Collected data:
= = = = =
use serde::Deserialize;

use crate::app::App;
use crate::error::ProvisionResult;
use crate::system::System;

#[derive(Debug, Deserialize)]
struct Process {
    name: String,
}

/// Parse `pm2 jlist` output into process names. An empty listing
/// (fresh host, pm2 daemon not yet started) is an empty list, not
/// an error.
pub fn parse_process_list(json: &str) -> ProvisionResult<Vec<String>> {
    let trimmed = json.trim();
    if trimmed.is_empty() {
        return Ok(Vec::new());
    }
    let processes: Vec<Process> = serde_json::from_str(trimmed)?;
    Ok(processes.into_iter().map(|p| p.name).collect())
}

/// Whether the supervisor already manages a process by this name.
pub fn is_running(system: &dyn System, name: &str) -> ProvisionResult<bool> {
    let output = system.run("pm2", &["jlist"])?;
    Ok(parse_process_list(&output)?.iter().any(|n| n == name))
}

/// Command line the supervisor launches for a tier: the tier's env
/// pairs prefixed onto its start command.
#[must_use]
pub fn launch_command(app: &App) -> String {
    if app.env.is_empty() {
        return app.start_command.clone();
    }
    let mut parts: Vec<String> = app.env.iter().map(|(k, v)| format!("{k}={v}")).collect();
    parts.push(app.start_command.clone());
    parts.join(" ")
}

/// Start a tier under the supervisor. Restarts in place when the
/// name is already managed, so re-provisioning picks up new builds
/// without duplicating processes.
pub fn start(system: &dyn System, app: &App, dir: &str) -> ProvisionResult<()> {
    if is_running(system, &app.name)? {
        eprintln!("  {} already supervised, restarting", app.name);
        system.run("pm2", &["restart", &app.name, "--update-env"])?;
        return Ok(());
    }

    eprintln!("  starting {} under pm2", app.name);
    let command = launch_command(app);
    system.run(
        "pm2",
        &["start", &command, "--name", &app.name, "--cwd", dir],
    )?;
    Ok(())
}

/// Remove a tier from the supervisor. Missing names are fine.
pub fn delete(system: &dyn System, name: &str) -> ProvisionResult<()> {
    if is_running(system, name)? {
        system.run("pm2", &["delete", name])?;
        eprintln!("  {name} removed from pm2");
    }
    Ok(())
}

/// Print the supervisor's process table.
pub fn status(system: &dyn System) -> ProvisionResult<()> {
    let output = system.run("pm2", &["list"])?;
    println!("{output}");
    Ok(())
}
= = = = =
Repeat word for word the lines above that run from the line containing "empty list, not" through the line containing "let processes: Vec<Process>", both ends included, and nothing else.

/// (fresh host, pm2 daemon not yet started) is an empty list, not
/// an error.
pub fn parse_process_list(json: &str) -> ProvisionResult<Vec<String>> {
    let trimmed = json.trim();
    if trimmed.is_empty() {
        return Ok(Vec::new());
    }
    let processes: Vec<Process> = serde_json::from_str(trimmed)?;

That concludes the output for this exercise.